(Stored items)
====================

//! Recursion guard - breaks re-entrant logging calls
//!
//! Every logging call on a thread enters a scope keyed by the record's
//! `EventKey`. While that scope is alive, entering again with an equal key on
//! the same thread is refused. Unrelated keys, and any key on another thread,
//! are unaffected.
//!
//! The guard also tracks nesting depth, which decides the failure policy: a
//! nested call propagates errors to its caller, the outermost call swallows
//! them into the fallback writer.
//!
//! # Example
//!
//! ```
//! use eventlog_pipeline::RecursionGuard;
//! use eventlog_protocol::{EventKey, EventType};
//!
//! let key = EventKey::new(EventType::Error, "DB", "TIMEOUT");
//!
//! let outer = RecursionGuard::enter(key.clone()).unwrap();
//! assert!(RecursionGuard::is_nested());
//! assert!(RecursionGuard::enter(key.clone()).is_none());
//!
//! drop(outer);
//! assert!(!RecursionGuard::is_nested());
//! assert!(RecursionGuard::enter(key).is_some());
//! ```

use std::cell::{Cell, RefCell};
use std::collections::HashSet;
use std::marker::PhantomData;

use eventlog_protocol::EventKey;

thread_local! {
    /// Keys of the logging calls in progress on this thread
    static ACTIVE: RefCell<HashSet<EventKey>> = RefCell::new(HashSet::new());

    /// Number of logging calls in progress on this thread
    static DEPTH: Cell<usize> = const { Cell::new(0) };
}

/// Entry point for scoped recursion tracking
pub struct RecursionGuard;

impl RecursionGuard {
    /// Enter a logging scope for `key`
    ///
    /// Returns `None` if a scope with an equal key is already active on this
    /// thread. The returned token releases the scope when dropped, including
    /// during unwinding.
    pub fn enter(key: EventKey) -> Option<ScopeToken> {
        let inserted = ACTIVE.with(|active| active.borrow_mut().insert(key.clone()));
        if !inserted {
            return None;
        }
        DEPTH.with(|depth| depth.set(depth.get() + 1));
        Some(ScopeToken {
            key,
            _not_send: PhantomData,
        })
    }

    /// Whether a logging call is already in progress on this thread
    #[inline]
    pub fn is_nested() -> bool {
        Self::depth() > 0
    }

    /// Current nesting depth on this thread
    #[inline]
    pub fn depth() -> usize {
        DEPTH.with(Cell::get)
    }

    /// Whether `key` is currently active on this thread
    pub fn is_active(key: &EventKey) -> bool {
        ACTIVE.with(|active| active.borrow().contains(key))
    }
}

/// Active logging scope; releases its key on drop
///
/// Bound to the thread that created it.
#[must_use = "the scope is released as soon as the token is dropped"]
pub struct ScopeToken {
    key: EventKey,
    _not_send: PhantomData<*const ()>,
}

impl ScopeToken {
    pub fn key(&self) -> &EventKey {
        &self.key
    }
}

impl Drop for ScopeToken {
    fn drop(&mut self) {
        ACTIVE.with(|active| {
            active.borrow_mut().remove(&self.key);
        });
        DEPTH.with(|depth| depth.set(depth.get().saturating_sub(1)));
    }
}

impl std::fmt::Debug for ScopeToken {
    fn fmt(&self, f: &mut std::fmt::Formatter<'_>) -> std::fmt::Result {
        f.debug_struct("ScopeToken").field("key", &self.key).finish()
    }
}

====================

* **TASK**
In how many lines of the records does the word "bool" occur? Reply with the number only.

* **WRITTEN ANSWER**
2